Cancer Res. 1990 Mar 15;50(6):1857-62.
The hypothesis that rare variable nucleotide tandem repeat alleles of the Ha-ras-1 polymorphism are an inherited predisposing factor in human lung carcinogenesis has been evaluated in an age, race, and smoking matched case-control study. Twenty-three different alleles were identified by their restriction fragment length in DNA isolated from peripheral blood lymphocytes and were categorized into three groups: common; intermediate; and rare. The frequencies of rare alleles in blacks with either squamous cell carcinoma, large cell carcinoma, or small cell carcinoma were found to be significantly higher than those among groups of control subjects that were comprised of chronic obstructive pulmonary disease patients and patients with cancer at sites other than the lung. A similar trend which did not reach statistical significance was observed in whites. These data are consistent with the hypothesis that inheritance of Ha-ras-1 rare restriction fragment length alleles represents a genetic risk factor for some human lung cancers. The biological basis of this observation remains to be clarified, and it is possible that ethnic variations in rare allele frequencies are responsible for the differences noted. However, the data suggest that further evaluation of the Ha-ras-1 polymorphism as a marker of individual lung cancer susceptibility is warranted.

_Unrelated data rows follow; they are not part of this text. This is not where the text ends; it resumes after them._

use std::fmt;

use anyhow::{anyhow, Context, Result};
use serde_json::Value;
use tokio::process::Command;
use tracing::debug;

use crate::engine::GenerationEngine;

/// Host and runtime details printed above the results table.
#[derive(Debug, Clone, Default, PartialEq)]
pub struct EnvironmentInfo {
    pub runtime_version: Option<String>,
    pub accelerator_name: Option<String>,
    pub accelerator_memory_bytes: Option<u64>,
    /// ROCm or NVIDIA kernel driver version reported by the vendor tool.
    pub driver_version: Option<String>,
}

#[derive(Debug, Clone, PartialEq)]
pub(crate) struct Accelerator {
    pub name: String,
    pub memory_bytes: Option<u64>,
    pub driver_version: Option<String>,
}

pub async fn detect_environment(engine: &dyn GenerationEngine) -> EnvironmentInfo {
    let runtime_version = engine.runtime_version().await;
    let accelerator = detect_accelerator().await;
    EnvironmentInfo {
        runtime_version,
        accelerator_name: accelerator.as_ref().map(|acc| acc.name.clone()),
        accelerator_memory_bytes: accelerator.as_ref().and_then(|acc| acc.memory_bytes),
        driver_version: accelerator.and_then(|acc| acc.driver_version),
    }
}

async fn detect_accelerator() -> Option<Accelerator> {
    match run_tool(
        "rocm-smi",
        &[
            "--showproductname",
            "--showmeminfo",
            "vram",
            "--showdriverversion",
            "--json",
        ],
    )
    .await
    .and_then(|output| parse_rocm_smi(&output))
    {
        Ok(accelerator) => return Some(accelerator),
        Err(err) => debug!(error = %err, "rocm-smi query failed"),
    }

    match run_tool(
        "nvidia-smi",
        &[
            "--query-gpu=name,memory.total,driver_version",
            "--format=csv,noheader,nounits",
        ],
    )
    .await
    .and_then(|output| parse_nvidia_smi(&output))
    {
        Ok(accelerator) => Some(accelerator),
        Err(err) => {
            debug!(error = %err, "nvidia-smi query failed");
            None
        }
    }
}

async fn run_tool(program: &str, args: &[&str]) -> Result<String> {
    let output = Command::new(program)
        .args(args)
        .output()
        .await
        .with_context(|| format!("failed to run {}", program))?;
    if !output.status.success() {
        return Err(anyhow!("{} exited with {}", program, output.status));
    }
    String::from_utf8(output.stdout).with_context(|| format!("{} printed non-UTF-8 output", program))
}

/// First card of `rocm-smi --showproductname --showmeminfo vram --showdriverversion --json`.
pub(crate) fn parse_rocm_smi(output: &str) -> Result<Accelerator> {
    let payload: Value = serde_json::from_str(output).context("rocm-smi output is not JSON")?;
    let cards = payload
        .as_object()
        .ok_or_else(|| anyhow!("rocm-smi output is not an object"))?;

    let mut card_names: Vec<&String> = cards.keys().filter(|key| key.starts_with("card")).collect();
    card_names.sort();
    let card = card_names
        .first()
        .and_then(|name| cards.get(name.as_str()))
        .ok_or_else(|| anyhow!("rocm-smi reported no cards"))?;

    let name = ["Card Series", "Card series", "Card SKU", "Card model"]
        .iter()
        .find_map(|key| card.get(*key).and_then(|value| value.as_str()))
        .map(str::trim)
        .filter(|name| !name.is_empty())
        .ok_or_else(|| anyhow!("rocm-smi did not report a product name"))?
        .to_string();

    let memory_bytes = card
        .get("VRAM Total Memory (B)")
        .and_then(|value| match value {
            Value::String(text) => text.trim().parse::<u64>().ok(),
            other => other.as_u64(),
        });

    let driver_version = payload
        .get("system")
        .and_then(|system| system.get("Driver version"))
        .and_then(|value| value.as_str())
        .map(str::trim)
        .filter(|version| !version.is_empty())
        .map(str::to_string);

    Ok(Accelerator {
        name,
        memory_bytes,
        driver_version,
    })
}

/// First line of `nvidia-smi --query-gpu=name,memory.total,driver_version
/// --format=csv,noheader,nounits`. Memory is reported in MiB. A line without
/// the driver column is accepted.
pub(crate) fn parse_nvidia_smi(output: &str) -> Result<Accelerator> {
    let line = output
        .lines()
        .map(str::trim)
        .find(|line| !line.is_empty())
        .ok_or_else(|| anyhow!("nvidia-smi reported no devices"))?;

    let (rest, last) = line
        .rsplit_once(',')
        .ok_or_else(|| anyhow!("unexpected nvidia-smi line: {}", line))?;
    let (name, memory, driver) = match rest.rsplit_once(',') {
        Some((name, memory)) if memory.trim().parse::<u64>().is_ok() => (name, memory, Some(last)),
        _ => (rest, last, None),
    };
    let memory_bytes = memory
        .trim()
        .parse::<u64>()
        .ok()
        .map(|mib| mib * 1024 * 1024);

    let driver_version = driver
        .map(str::trim)
        .filter(|version| !version.is_empty())
        .map(str::to_string);

    Ok(Accelerator {
        name: name.trim().to_string(),
        memory_bytes,
        driver_version,
    })
}

impl fmt::Display for EnvironmentInfo {
    fn fmt(&self, f: &mut fmt::Formatter<'_>) -> fmt::Result {
        writeln!(
            f,
            "Engine runtime version: {}",
            self.runtime_version.as_deref().unwrap_or("unknown")
        )?;
        writeln!(
            f,
            "GPU Name: {}",
            self.accelerator_name.as_deref().unwrap_or("No GPU detected")
        )?;
        writeln!(
            f,
            "GPU driver version: {}",
            self.driver_version.as_deref().unwrap_or("unknown")
        )?;
        match self.accelerator_memory_bytes {
            Some(bytes) => writeln!(f, "GPU VRAM: {:.2} GB", bytes as f64 / 1e9),
            None => writeln!(f, "GPU VRAM: unknown"),
        }
    }
}

#[cfg(test)]
mod tests {
    use super::*;

    #[test]
    fn parses_rocm_smi_json() {
        let output = r#"{
            "card1": {"Card Series": "Other", "VRAM Total Memory (B)": "1"},
            "card0": {"Card Series": "AMD Instinct MI300X", "VRAM Total Memory (B)": "205822885888", "VRAM Total Used Memory (B)": "1"},
            "system": {"Driver version": "6.8.5"}
        }"#;
        let accelerator = parse_rocm_smi(output).unwrap();
        assert_eq!(accelerator.name, "AMD Instinct MI300X");
        assert_eq!(accelerator.memory_bytes, Some(205_822_885_888));
        assert_eq!(accelerator.driver_version.as_deref(), Some("6.8.5"));
    }

    #[test]
    fn rocm_smi_without_driver_section() {
        let output = r#"{"card0": {"Card Series": "AMD Radeon PRO W7900"}}"#;
        let accelerator = parse_rocm_smi(output).unwrap();
        assert_eq!(accelerator.name, "AMD Radeon PRO W7900");
        assert!(accelerator.memory_bytes.is_none());
        assert!(accelerator.driver_version.is_none());
    }

    #[test]
    fn rocm_smi_without_cards_is_an_error() {
        assert!(parse_rocm_smi(r#"{"system": {}}"#).is_err());
        assert!(parse_rocm_smi("ERROR: no devices").is_err());
    }

    #[test]
    fn parses_nvidia_smi_csv() {
        let accelerator = parse_nvidia_smi(
            "NVIDIA H100 80GB HBM3, 81559, 550.54.15\nNVIDIA H100 80GB HBM3, 81559, 550.54.15\n",
        )
        .unwrap();
        assert_eq!(accelerator.name, "NVIDIA H100 80GB HBM3");
        assert_eq!(accelerator.memory_bytes, Some(81_559 * 1024 * 1024));
        assert_eq!(accelerator.driver_version.as_deref(), Some("550.54.15"));

        let without_driver = parse_nvidia_smi("NVIDIA A100-SXM4-40GB, 40960").unwrap();
        assert_eq!(without_driver.name, "NVIDIA A100-SXM4-40GB");
        assert_eq!(without_driver.memory_bytes, Some(40_960 * 1024 * 1024));
        assert!(without_driver.driver_version.is_none());

        assert!(parse_nvidia_smi("\n").is_err());
    }

    #[test]
    fn display_falls_back_when_nothing_was_detected() {
        let rendered = EnvironmentInfo::default().to_string();
        assert!(rendered.contains("GPU Name: No GPU detected"));
        assert!(rendered.contains("Engine runtime version: unknown"));
        assert!(rendered.contains("GPU driver version: unknown"));

        let info = EnvironmentInfo {
            runtime_version: Some("0.11.0".to_string()),
            accelerator_name: Some("AMD Instinct MI300X".to_string()),
            accelerator_memory_bytes: Some(205_822_885_888),
            driver_version: Some("6.8.5".to_string()),
        };
        let rendered = info.to_string();
        assert!(rendered.contains("GPU driver version: 6.8.5"));
        assert!(rendered.contains("Engine runtime version: 0.11.0"));
        assert!(rendered.contains("GPU VRAM: 205.82 GB"));
    }
}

在一项年龄、种族和吸烟情况相匹配的病例对照研究中,对Ha-ras-1基因多态性的罕见可变核苷酸串联重复等位基因是人类肺癌发生的遗传易患因素这一假说进行了评估。通过从外周血淋巴细胞中分离的DNA的限制性片段长度鉴定出23种不同的等位基因,并将其分为三组:常见型;中间型;和罕见型。发现患有鳞状细胞癌、大细胞癌或小细胞癌的黑人中罕见等位基因的频率显著高于由慢性阻塞性肺疾病患者和肺部以外部位癌症患者组成的对照组。在白人中观察到了类似趋势,但未达到统计学显著性。这些数据与以下假说一致,即Ha-ras-1罕见限制性片段长度等位基因的遗传代表了某些人类肺癌的遗传危险因素。这一观察结果的生物学基础仍有待阐明,罕见等位基因频率的种族差异可能是导致所观察到差异的原因。然而,数据表明有必要进一步评估Ha-ras-1基因多态性作为个体肺癌易感性标志物的情况。